Tuesday, October 9, 2007

Weighted Average Continued: C# Code

The previous post described how to load the function WAVG() into SQL Server. This post describes the code that generates the DLL.

This discussion assumes that the reader is familiar with C# or object oriented languages similar to C#, such as C++ or java. That said, the code itself is probably readable by most people who are familiar with object-oriented programming practices.

This discussion is composed of four parts:
  • Very basic discussion of Microsoft Visual Studio;
  • Overview of the code and auxiliary modules;
  • Code for Adding CreateWeightedValue() Function;
  • Code for Adding WAvg() Aggregation Function; and,
  • Code for Adding WeightedValue Type.

The last three specifically describe code. These are ordered by difficulty, since it is easiest to add a user defined function, then an aggregation, and then a type (at least in terms of the volume of code produced). The code containing these is available here.

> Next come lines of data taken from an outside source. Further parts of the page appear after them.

//! Audit log entry schema.
//!
//! Each entry records one anonymized event:
//! - Timestamp (ISO-8601 with microseconds)
//! - Run context for correlation (run id, scope, policy file hash)
//! - Which policies applied and how many fields they rewrote
//! - The anonymized event itself
//! - Hash chain fields for integrity

use anon_redact::AnonymizationReport;
use chrono::{DateTime, Utc};
use serde::{Deserialize, Serialize};
use sha2::{Digest, Sha256};

/// Schema version for audit log entries.
pub const AUDIT_SCHEMA_VERSION: &str = "1.0.0";

/// A single audit log entry.
#[derive(Debug, Clone, PartialEq, Serialize, Deserialize)]
pub struct AuditEntry {
    pub schema_version: String,

    pub ts: DateTime<Utc>,

    /// Unique ID for this invocation of anon-core.
    pub run_id: String,

    /// Position of the delivery in the input stream.
    pub sequence: u64,

    /// Run scope the event was processed under.
    pub scope: String,

    /// SHA-256 of the policy file in force.
    #[serde(default, skip_serializing_if = "Option::is_none")]
    pub policy_hash: Option<String>,

    /// Policies that were in scope, in application order.
    pub policies_applied: Vec<String>,

    pub fields_rewritten: usize,

    /// The anonymized event.
    pub event: serde_json::Value,

    /// `entry_hash` of the previous entry, or `genesis` for the first one.
    pub prev_hash: String,

    /// SHA-256 of this entry serialized without `entry_hash`.
    #[serde(default, skip_serializing_if = "Option::is_none")]
    pub entry_hash: Option<String>,
}

impl AuditEntry {
    /// Create an entry for one anonymized event.
    pub fn new(
        ctx: &AuditContext,
        sequence: u64,
        report: &AnonymizationReport,
        event: serde_json::Value,
        prev_hash: impl Into<String>,
    ) -> Self {
        AuditEntry {
            schema_version: AUDIT_SCHEMA_VERSION.to_string(),
            ts: Utc::now(),
            run_id: ctx.run_id.clone(),
            sequence,
            scope: ctx.scope.clone(),
            policy_hash: ctx.policy_hash.clone(),
            policies_applied: report
                .policies_applied()
                .into_iter()
                .map(str::to_string)
                .collect(),
            fields_rewritten: report.fields_rewritten(),
            event,
            prev_hash: prev_hash.into(),
            entry_hash: None,
        }
    }

    /// Hash of the entry with `entry_hash` cleared.
    pub fn digest(&self) -> String {
        let mut unhashed = self.clone();
        unhashed.entry_hash = None;
        let json = serde_json::to_string(&unhashed).unwrap_or_default();
        hex::encode(Sha256::digest(json.as_bytes()))
    }

    /// Compute and set the entry hash.
    pub fn compute_hash(&mut self) {
        self.entry_hash = Some(self.digest());
    }

    /// Verify that the stored entry hash is correct.
    pub fn verify_hash(&self) -> bool {
        match &self.entry_hash {
            Some(stored) => *stored == self.digest(),
            None => false,
        }
    }

    /// The entry hash (for chaining).
    pub fn hash(&self) -> &str {
        self.entry_hash.as_deref().unwrap_or("invalid")
    }
}

/// Context shared by every entry of a run.
#[derive(Debug, Clone)]
pub struct AuditContext {
    pub run_id: String,
    pub scope: String,
    pub policy_hash: Option<String>,
}

impl AuditContext {
    pub fn new(run_id: impl Into<String>, scope: impl Into<String>) -> Self {
        AuditContext {
            run_id: run_id.into(),
            scope: scope.into(),
            policy_hash: None,
        }
    }

    pub fn with_policy_hash(mut self, hash: impl Into<String>) -> Self {
        self.policy_hash = Some(hash.into());
        self
    }
}
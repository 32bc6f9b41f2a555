//! Exit codes for the anon-core CLI.
//!
//! Exit codes communicate the outcome of a run without requiring output
//! parsing. They are a stable contract for the scripts that drive the
//! anonymizer.
//!
//! Exit code ranges:
//! - 0-9: Operational outcomes
//! - 10-19: User/environment errors (recoverable by user action)
//! - 20-29: Internal errors (bugs, should be reported)

/// Exit codes for anon-core operations.
#[derive(Debug, Clone, Copy, PartialEq, Eq)]
#[repr(i32)]
pub enum ExitCode {
    // ========================================================================
    // Operational Outcomes (0-9)
    // ========================================================================
    /// Every delivery was anonymized and acknowledged
    Clean = 0,

    /// Some deliveries were rejected (malformed payloads)
    PartialReject = 1,

    // ========================================================================
    // User / Environment Errors (10-19)
    // ========================================================================
    /// Invalid arguments
    ArgsError = 10,

    /// Service configuration could not be loaded
    ConfigError = 11,

    /// Policy table is malformed or has an invalid pattern
    PolicyError = 12,

    /// Audit log hash chain is broken or tampered
    AuditIntegrityError = 13,

    // ========================================================================
    // Internal Errors (20-29)
    // ========================================================================
    /// Internal error (bug - please report)
    InternalError = 20,

    /// I/O error
    IoError = 21,
}

impl ExitCode {
    /// Convert to i32 for process exit.
    pub fn as_i32(self) -> i32 {
        self as i32
    }

    /// Check if this exit code indicates a fully clean run.
    pub fn is_success(self) -> bool {
        matches!(self, ExitCode::Clean)
    }

    /// Check if this exit code is a user/environment error (codes 10-19).
    pub fn is_user_error(self) -> bool {
        let code = self as i32;
        (10..20).contains(&code)
    }

    /// Check if this exit code is an internal error (codes 20-29).
    pub fn is_internal_error(self) -> bool {
        (self as i32) >= 20
    }

    /// Get the error code name as a string constant (for JSON output).
    pub fn code_name(&self) -> &'static str {
        match self {
            ExitCode::Clean => "OK_CLEAN",
            ExitCode::PartialReject => "OK_PARTIAL",
            ExitCode::ArgsError => "ERR_ARGS",
            ExitCode::ConfigError => "ERR_CONFIG",
            ExitCode::PolicyError => "ERR_POLICY",
            ExitCode::AuditIntegrityError => "ERR_AUDIT_INTEGRITY",
            ExitCode::InternalError => "ERR_INTERNAL",
            ExitCode::IoError => "ERR_IO",
        }
    }
}

impl From<ExitCode> for i32 {
    fn from(code: ExitCode) -> Self {
        code as i32
    }
}

impl std::fmt::Display for ExitCode {
    fn fmt(&self, f: &mut std::fmt::Formatter<'_>) -> std::fmt::Result {
        write!(f, "{} ({})", self.code_name(), self.as_i32())
    }
}
//! Anonymization service core.
//!
//! Wraps the `anon-redact` engine with everything a running service needs:
//! - Exit codes for CLI operations
//! - Configuration loading and policy provenance
//! - Structured logging
//! - Event ingestion with acknowledgement semantics
//! - The hash-chained anonymization audit log
//! - MISP event mapping for downstream sharing
//!
//! The binary entry point is in `main.rs`.

pub mod audit;
pub mod config;
pub mod exit_codes;
pub mod ingest;
pub mod logging;
pub mod misp;
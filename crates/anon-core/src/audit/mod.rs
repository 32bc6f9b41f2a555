//! Tamper-evident log of anonymized events.
//!
//! Every anonymized event is appended to the audit log together with the
//! policies that touched it. Each entry includes a SHA-256 hash of the
//! previous entry, so removing or editing a line breaks the chain.
//!
//! # Design
//!
//! - **Format**: JSON Lines (JSONL), one entry per line
//! - **Hash chain**: Each entry includes `prev_hash` (the previous `entry_hash`)
//! - **Verification**: `verify_log()` validates the complete hash chain
//!
//! # File Location
//!
//! Unless a path is configured, the log is stored at:
//! - `$ANON_DATA/anonymization_log.jsonl` (if ANON_DATA is set)
//! - `$XDG_DATA_HOME/anonymizer/anonymization_log.jsonl` (otherwise)

mod entry;
mod verify;
mod writer;

pub use entry::{AuditContext, AuditEntry, AUDIT_SCHEMA_VERSION};
pub use verify::{
    verify_log, AlteredEntry, BreakKind, ChainBreak, RunSummary, VerificationResult,
    VerificationWarning,
};
pub use writer::{AuditLog, GENESIS_HASH};

use std::path::PathBuf;
use thiserror::Error;

/// Errors that can occur during audit logging operations.
#[derive(Debug, Error)]
pub enum AuditError {
    #[error("failed to resolve audit log directory (set ANON_DATA or XDG_DATA_HOME)")]
    DataDirUnavailable,

    #[error("I/O error at {path}: {source}")]
    Io {
        path: PathBuf,
        #[source]
        source: std::io::Error,
    },

    #[error("failed to serialize audit entry: {source}")]
    Serialization {
        #[source]
        source: serde_json::Error,
    },

    #[error("failed to parse audit entry at line {line}: {source}")]
    Parse {
        line: usize,
        #[source]
        source: serde_json::Error,
    },
}

/// Directory name under the platform data directory.
const DATA_DIR_NAME: &str = "anonymizer";

/// Default audit log filename.
pub const AUDIT_LOG_FILENAME: &str = "anonymization_log.jsonl";

/// Resolve the default audit log path.
pub fn default_audit_path() -> Result<PathBuf, AuditError> {
    if let Ok(dir) = std::env::var("ANON_DATA") {
        return Ok(PathBuf::from(dir).join(AUDIT_LOG_FILENAME));
    }

    if let Ok(xdg) = std::env::var("XDG_DATA_HOME") {
        return Ok(PathBuf::from(xdg).join(DATA_DIR_NAME).join(AUDIT_LOG_FILENAME));
    }

    if let Some(base) = dirs::data_dir() {
        return Ok(base.join(DATA_DIR_NAME).join(AUDIT_LOG_FILENAME));
    }

    Err(AuditError::DataDirUnavailable)
}
//! Redaction policy documents.
//!
//! A policy file is a JSON object mapping policy names to definitions:
//!
//! ```json
//! {
//!   "src_ip": {"KRE": "^SRC_IP$", "ACTION": "generalization", "TYPE": "ip_address"},
//!   "user":   {"KRE": "^USERNAME", "VRE": ".*", "SRE": "anonymous"}
//! }
//! ```
//!
//! Policies are kept in document order; that order is the order in which
//! they are applied to an event.

use crate::{AnonError, Result};
use serde::de::{MapAccess, Visitor};
use serde::{Deserialize, Deserializer, Serialize};
use std::collections::HashSet;
use std::fmt;
use std::path::Path;

/// One policy entry as written in the policy file.
///
/// `ACTION` and `TYPE` stay as raw strings here so that an unknown spelling
/// is reported against the policy name when the table is compiled.
#[derive(Debug, Clone, PartialEq, Eq, Serialize, Deserialize)]
#[serde(deny_unknown_fields)]
pub struct PolicyDefinition {
    /// Key pattern, matched case-insensitively at the start of field names.
    #[serde(rename = "KRE")]
    pub key_pattern: String,

    /// Explicit value pattern (explicit mode only).
    #[serde(rename = "VRE", default, skip_serializing_if = "Option::is_none")]
    pub value_pattern: Option<String>,

    /// Explicit substitution template (explicit mode only).
    #[serde(rename = "SRE", default, skip_serializing_if = "Option::is_none")]
    pub substitution: Option<String>,

    #[serde(rename = "ACTION", default, skip_serializing_if = "Option::is_none")]
    pub action: Option<String>,

    #[serde(rename = "TYPE", default, skip_serializing_if = "Option::is_none")]
    pub type_hint: Option<String>,

    /// Organization scope; overrides the run scope for this policy.
    #[serde(rename = "ORGANIZATION", default, skip_serializing_if = "Option::is_none")]
    pub organization: Option<String>,
}

impl PolicyDefinition {
    /// Create a definition carrying only a key pattern.
    pub fn new(key_pattern: impl Into<String>) -> Self {
        Self {
            key_pattern: key_pattern.into(),
            value_pattern: None,
            substitution: None,
            action: None,
            type_hint: None,
            organization: None,
        }
    }

    pub fn with_action(mut self, action: impl Into<String>) -> Self {
        self.action = Some(action.into());
        self
    }

    pub fn with_type(mut self, type_hint: impl Into<String>) -> Self {
        self.type_hint = Some(type_hint.into());
        self
    }

    /// Set the explicit value pattern and substitution.
    pub fn with_explicit(
        mut self,
        value_pattern: impl Into<String>,
        substitution: impl Into<String>,
    ) -> Self {
        self.value_pattern = Some(value_pattern.into());
        self.substitution = Some(substitution.into());
        self
    }

    pub fn with_organization(mut self, organization: impl Into<String>) -> Self {
        self.organization = Some(organization.into());
        self
    }

    /// The scope this policy is pinned to, if any.
    ///
    /// Compared verbatim against the event's organization; only the exact
    /// wildcard `all` is special.
    pub fn scope(&self) -> Option<Scope> {
        self.organization.as_deref().map(Scope::verbatim)
    }
}

/// Ordered collection of named policies.
#[derive(Debug, Clone, Default, PartialEq, Eq)]
pub struct PolicyTable {
    entries: Vec<(String, PolicyDefinition)>,
}

impl PolicyTable {
    /// Build a table from named definitions, rejecting duplicate names.
    pub fn new(entries: Vec<(String, PolicyDefinition)>) -> Result<Self> {
        let mut seen = HashSet::new();
        for (name, _) in &entries {
            if !seen.insert(name.as_str()) {
                return Err(AnonError::configuration(name, "duplicate policy name"));
            }
        }
        Ok(Self { entries })
    }

    /// Parse a policy document.
    pub fn from_json_str(s: &str) -> Result<Self> {
        let raw: OrderedEntries = serde_json::from_str(s)?;
        let entries = raw
            .0
            .into_iter()
            .map(|(name, value)| {
                let definition: PolicyDefinition = serde_json::from_value(value)
                    .map_err(|e| AnonError::configuration(&name, e.to_string()))?;
                Ok((name, definition))
            })
            .collect::<Result<Vec<_>>>()?;
        Self::new(entries)
    }

    /// Load a policy document from a file.
    pub fn load<P: AsRef<Path>>(path: P) -> Result<Self> {
        let content = std::fs::read_to_string(path)?;
        Self::from_json_str(&content)
    }

    /// Iterate over policies in document order.
    pub fn iter(&self) -> impl Iterator<Item = (&str, &PolicyDefinition)> {
        self.entries.iter().map(|(name, def)| (name.as_str(), def))
    }

    pub fn get(&self, name: &str) -> Option<&PolicyDefinition> {
        self.entries
            .iter()
            .find(|(n, _)| n == name)
            .map(|(_, def)| def)
    }

    pub fn names(&self) -> Vec<&str> {
        self.entries.iter().map(|(name, _)| name.as_str()).collect()
    }

    pub fn len(&self) -> usize {
        self.entries.len()
    }

    pub fn is_empty(&self) -> bool {
        self.entries.is_empty()
    }
}

/// A JSON object read as an ordered list of entries.
struct OrderedEntries(Vec<(String, serde_json::Value)>);

impl<'de> Deserialize<'de> for OrderedEntries {
    fn deserialize<D: Deserializer<'de>>(deserializer: D) -> std::result::Result<Self, D::Error> {
        struct EntriesVisitor;

        impl<'de> Visitor<'de> for EntriesVisitor {
            type Value = OrderedEntries;

            fn expecting(&self, f: &mut fmt::Formatter<'_>) -> fmt::Result {
                f.write_str("an object mapping policy names to policy definitions")
            }

            fn visit_map<A: MapAccess<'de>>(self, mut map: A) -> std::result::Result<Self::Value, A::Error> {
                let mut entries = Vec::with_capacity(map.size_hint().unwrap_or(0));
                while let Some((name, value)) = map.next_entry::<String, serde_json::Value>()? {
                    entries.push((name, value));
                }
                Ok(OrderedEntries(entries))
            }
        }

        deserializer.deserialize_map(EntriesVisitor)
    }
}

/// Organization scope gating which events a policy applies to.
#[derive(Debug, Clone, PartialEq, Eq, Hash)]
pub enum Scope {
    /// Wildcard: every event, whatever its organization.
    All,
    /// Only events whose `ORGANIZATION` equals this value.
    Organization(String),
}

impl Scope {
    /// Spelling of the wildcard scope.
    pub const WILDCARD: &'static str = "all";

    /// Parse a scope, normalizing it to lower case.
    ///
    /// The empty string is a real scope: it only admits events with no
    /// organization.
    pub fn parse(s: &str) -> Self {
        let normalized = s.to_lowercase();
        if normalized == Self::WILDCARD {
            Scope::All
        } else {
            Scope::Organization(normalized)
        }
    }

    /// Parse a scope without case folding.
    pub fn verbatim(s: &str) -> Self {
        if s == Self::WILDCARD {
            Scope::All
        } else {
            Scope::Organization(s.to_string())
        }
    }

    /// Whether an event with this organization falls inside the scope.
    pub fn admits(&self, event_organization: &str) -> bool {
        match self {
            Scope::All => true,
            Scope::Organization(org) => org == event_organization,
        }
    }
}

impl std::str::FromStr for Scope {
    type Err = std::convert::Infallible;

    fn from_str(s: &str) -> std::result::Result<Self, Self::Err> {
        Ok(Scope::parse(s))
    }
}

impl fmt::Display for Scope {
    fn fmt(&self, f: &mut fmt::Formatter<'_>) -> fmt::Result {
        match self {
            Scope::All => f.write_str(Self::WILDCARD),
            Scope::Organization(org) => f.write_str(org),
        }
    }
}
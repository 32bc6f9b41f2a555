//! Policy-driven anonymization of security events.
//!
//! This crate loads a table of named redaction policies and applies them to
//! nested event records, rewriting sensitive field values in place before
//! events are shared with other parties.
//!
//! # Key Features
//!
//! - **Ordered policies**: policies apply in policy-file order; each yields
//!   one `(key pattern, value pattern, substitution)` triple per event.
//! - **Four actions**: suppression, IPv4 generalization, organization
//!   generalization and organization pseudonymization, plus explicit
//!   `VRE`/`SRE` policies.
//! - **Deep rewrite**: sub-events nested in records and lists are visited at
//!   any depth.
//! - **All-or-nothing loading**: a malformed policy or invalid pattern
//!   rejects the whole table before any event is touched.
//!
//! # Example
//!
//! ```no_run
//! use anon_redact::{Event, PolicyTable, Pseudonymizer, RedactionEngine, Scope};
//!
//! let table = PolicyTable::from_json_str(
//!     r#"{"ip": {"KRE": "^SRC_IP$", "ACTION": "generalization", "TYPE": "ip_address"}}"#,
//! ).unwrap();
//! let engine = RedactionEngine::new(table, Pseudonymizer::default()).unwrap();
//!
//! let mut event = Event::from_json_str(r#"{"SRC_IP": "10.1.2.3"}"#).unwrap();
//! engine.anonymize(&mut event, &Scope::All);
//! assert_eq!(event.get_text("SRC_IP"), Some("10.1.X.X"));
//! ```

pub mod action;
pub mod engine;
pub mod error;
pub mod event;
pub mod policy;
pub mod pseudonym;
pub mod resolve;

pub use action::{Action, TypeHint};
pub use engine::{
    apply_triple, compile_and_apply, AnonymizationReport, CompiledTriple, PolicyOutcome,
    PolicyStore, RedactionEngine, NO_DATA,
};
pub use error::{AnonError, Result};
pub use event::{Event, FieldValue, ENVELOPE_FIELD, ORGANIZATION_FIELD};
pub use policy::{PolicyDefinition, PolicyTable, Scope};
pub use pseudonym::{PseudonymStrategy, Pseudonymizer, UNKNOWN_PSEUDONYM};
pub use resolve::{
    resolve_triples, translate_template, RedactionKind, RedactionTriple, Substitution,
    GENERIC_ORGANIZATION, SUPPRESSION_MASK,
};
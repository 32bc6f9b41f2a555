//! Logging configuration.
//!
//! Resolved from, highest priority first: CLI flags (`-v`/`-q`,
//! `--log-format`), `ANON_LOG`, `RUST_LOG`, `ANON_LOG_FORMAT`, defaults.

use serde::{Deserialize, Serialize};
use std::fmt;
use std::str::FromStr;

/// Variable naming the level for anon-core alone.
pub const LOG_LEVEL_ENV: &str = "ANON_LOG";

/// Variable naming the log format.
pub const LOG_FORMAT_ENV: &str = "ANON_LOG_FORMAT";

/// How log events are rendered on stderr.
#[derive(Debug, Clone, Copy, PartialEq, Eq, Default, Serialize, Deserialize)]
#[serde(rename_all = "lowercase")]
pub enum LogFormat {
    /// Console lines for an operator watching the service.
    #[default]
    Human,
    /// One JSON object per line, for log shippers.
    Jsonl,
}

impl LogFormat {
    pub fn as_str(self) -> &'static str {
        match self {
            LogFormat::Human => "human",
            LogFormat::Jsonl => "jsonl",
        }
    }
}

impl FromStr for LogFormat {
    type Err = String;

    fn from_str(s: &str) -> Result<Self, Self::Err> {
        match s.to_ascii_lowercase().as_str() {
            "human" | "pretty" => Ok(LogFormat::Human),
            "jsonl" | "json" => Ok(LogFormat::Jsonl),
            other => Err(format!("unknown log format '{}' (expected human or jsonl)", other)),
        }
    }
}

impl fmt::Display for LogFormat {
    fn fmt(&self, f: &mut fmt::Formatter<'_>) -> fmt::Result {
        f.write_str(self.as_str())
    }
}

/// Minimum level that is emitted.
#[derive(Debug, Clone, Copy, PartialEq, Eq, PartialOrd, Ord, Default, Serialize, Deserialize)]
#[serde(rename_all = "lowercase")]
pub enum LogLevel {
    Trace,
    Debug,
    #[default]
    Info,
    Warn,
    Error,
    Off,
}

impl LogLevel {
    const NAMES: [(LogLevel, &'static str); 6] = [
        (LogLevel::Trace, "trace"),
        (LogLevel::Debug, "debug"),
        (LogLevel::Info, "info"),
        (LogLevel::Warn, "warn"),
        (LogLevel::Error, "error"),
        (LogLevel::Off, "off"),
    ];

    pub fn as_str(self) -> &'static str {
        Self::NAMES
            .iter()
            .find(|(level, _)| *level == self)
            .map_or("info", |(_, name)| *name)
    }

    /// Level requested by `-q` / `-v` flags; `None` defers to the environment.
    pub fn from_verbosity(quiet: bool, verbose: u8) -> Option<Self> {
        match (quiet, verbose) {
            (true, _) => Some(LogLevel::Error),
            (false, 0) => None,
            (false, 1) => Some(LogLevel::Debug),
            (false, _) => Some(LogLevel::Trace),
        }
    }

    /// Most verbose level mentioned in a `RUST_LOG` directive list.
    fn from_directives(directives: &str) -> Option<Self> {
        directives
            .split(',')
            .filter_map(|d| d.rsplit('=').next())
            .filter_map(|d| d.trim().parse::<LogLevel>().ok())
            .min()
    }
}

impl FromStr for LogLevel {
    type Err = String;

    fn from_str(s: &str) -> Result<Self, Self::Err> {
        let lower = s.to_ascii_lowercase();
        match lower.as_str() {
            "warning" => return Ok(LogLevel::Warn),
            "none" | "quiet" => return Ok(LogLevel::Off),
            _ => {}
        }
        Self::NAMES
            .iter()
            .find(|(_, name)| *name == lower)
            .map(|(level, _)| *level)
            .ok_or_else(|| format!("unknown log level '{}'", s))
    }
}

impl fmt::Display for LogLevel {
    fn fmt(&self, f: &mut fmt::Formatter<'_>) -> fmt::Result {
        f.write_str(self.as_str())
    }
}

/// Resolved logging settings.
#[derive(Debug, Clone, PartialEq, Eq)]
pub struct LogConfig {
    pub format: LogFormat,
    pub level: LogLevel,
    /// Timestamps on human lines; JSON lines always carry one.
    pub timestamps: bool,
}

impl Default for LogConfig {
    fn default() -> Self {
        LogConfig {
            format: LogFormat::default(),
            level: LogLevel::default(),
            timestamps: true,
        }
    }
}

impl LogConfig {
    /// Resolve from the process environment plus CLI overrides.
    pub fn from_env(cli_level: Option<LogLevel>, cli_format: Option<LogFormat>) -> Self {
        Self::from_vars(
            std::env::var(LOG_LEVEL_ENV).ok().as_deref(),
            std::env::var("RUST_LOG").ok().as_deref(),
            std::env::var(LOG_FORMAT_ENV).ok().as_deref(),
            cli_level,
            cli_format,
        )
    }

    /// Resolve from explicit variable values.
    ///
    /// Unparseable environment values are ignored rather than fatal.
    pub fn from_vars(
        anon_log: Option<&str>,
        rust_log: Option<&str>,
        log_format: Option<&str>,
        cli_level: Option<LogLevel>,
        cli_format: Option<LogFormat>,
    ) -> Self {
        let env_level = match anon_log {
            Some(value) => value.parse().ok(),
            None => rust_log.and_then(LogLevel::from_directives),
        };

        LogConfig {
            format: cli_format
                .or_else(|| log_format.and_then(|v| v.parse().ok()))
                .unwrap_or_default(),
            level: cli_level.or(env_level).unwrap_or_default(),
            timestamps: true,
        }
    }
}
//! Structured logging for anon-core.
//!
//! Provides dual-mode logging:
//! - Human-readable console output for interactive use
//! - Machine-parseable JSONL for supervised service runs
//!
//! # Usage
//!
//! ```ignore
//! use anon_core::logging::{init_logging, LogConfig};
//!
//! let config = LogConfig::from_env(None, None);
//! init_logging(&config);
//! tracing::info!(run_id = %anon_core::logging::generate_run_id(), "starting");
//! ```
//!
//! # Design Notes
//!
//! - stdout is reserved for anonymized output and command payloads
//! - stderr receives all log output (human or JSONL)
//! - Log events never carry raw field values, only policy names and counts

pub mod config;

pub use config::{LogConfig, LogFormat, LogLevel};

use std::io::IsTerminal;
use tracing_subscriber::layer::SubscriberExt;
use tracing_subscriber::util::SubscriberInitExt;
use tracing_subscriber::{fmt, EnvFilter};

/// Crates whose events are emitted.
const LOG_TARGETS: &[&str] = &["anon_core", "anon_redact"];

/// Build the event filter for a resolved level.
pub fn build_filter(level: LogLevel) -> EnvFilter {
    let directives = LOG_TARGETS
        .iter()
        .map(|target| format!("{}={}", target, level))
        .collect::<Vec<_>>()
        .join(",");
    EnvFilter::new(directives)
}

/// Initialize the logging subsystem.
///
/// Call once at startup before any logging occurs. Returns `false` when a
/// global subscriber was already installed.
pub fn init_logging(config: &LogConfig) -> bool {
    let filter = build_filter(config.level);

    let installed = match config.format {
        LogFormat::Human => {
            let use_ansi = std::io::stderr().is_terminal();
            let fmt_layer = fmt::layer()
                .with_writer(std::io::stderr)
                .with_target(false)
                .with_ansi(use_ansi);

            if config.timestamps {
                tracing_subscriber::registry()
                    .with(filter)
                    .with(fmt_layer)
                    .try_init()
            } else {
                tracing_subscriber::registry()
                    .with(filter)
                    .with(fmt_layer.without_time())
                    .try_init()
            }
        }
        LogFormat::Jsonl => {
            let json_layer = fmt::layer()
                .json()
                .with_writer(std::io::stderr)
                .with_current_span(false);
            tracing_subscriber::registry()
                .with(filter)
                .with(json_layer)
                .try_init()
        }
    };

    installed.is_ok()
}

/// Generate a unique run ID for this invocation.
pub fn generate_run_id() -> String {
    let uuid = uuid::Uuid::new_v4();
    // First 12 hex chars are enough for correlation
    format!("run-{}", &uuid.simple().to_string()[..12])
}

Overview of Microsoft Visual Studio
Microsoft Visual Studio is the application used to develop C# code (as well as code in other languages) using the .NET framework.

Visual Studio divides work into units called projects. These consist of one or more sets of files containing programming code, and they produce something. This something could be many things:
  • A windows application;
  • A ".exe" file executed from the command line;
  • A library to be shared among other projects;
  • A dynamic load library (DLL);
  • A device driver;
  • and so on.
The thing that we want to create is a DLL, since this can be loaded as an assembly into SQL Server.

For the purposes of this example, I have created a new project called blog in the directory c:\gordon\c-sharp\UserDefinedFunctions. The screen looks like:

Creating such a file automatically opens a code file. The source code for Wavg() is can be copied and placed into this file.After the code is in place, the file is created by going to the Build-->Build Blog menu option. Any errors appear at the bottom of the screen. Visual Studio does a good job of catching errors during the compilation process.

Once the project has been built, the DLL is conveniently located in the path \blog\blog\bin\debug\blog.dll. It can be loaded into SQL Server from this location, copied to a more convenient location, and even emailed or moved onto another computer.

Obviously, there is much more to say about Visual Studio. For that, I recommend Microsoft documentation or simply playing with the tool.

Overview of Code and Auxiliary Modules
Converting C# code into a DLL that can be loaded into SQL Server is a tricky process. In particular, .NET has to be sure that streams of bits represent what they are supposed to represent in both C# and SQL Server. In fact, this is a problem. For instance, by default, database values can be NULL. And yet, this is not part of any native C# type. To support compatibility between the systems, the code includes various using clauses and compiler directives.

However, the bulk of the C# code for this project consists primarily of three class definitions. The class WeightedValue defines the type weighted value, which holds a numeric value and a numeric weight (as C# doubles). The class WAvg defines the aggregation function. Finally, the CreateWeightedValue() function is a member of another class, UserDefinedFunctions. Note that the names of the first two classes match the names of the type and aggregation function respectively. The name of the third class is arbitrary, but carefully chosen to convey the notion that it contains user defined functions.

The beginning of the C# library consists of a series of "using" steps. These specify additional modules used by C#, and are similar to the "#include" preprocessor directive in C and C++ code. For instance, this code has the following references:

using System;
using System.IO;
using System.Data.SqlTypes;
using Microsoft.SqlServer.Server;

The first two specify various system classes that are commonly used. The last specifies classes used specifically for interfacing to Sql Server.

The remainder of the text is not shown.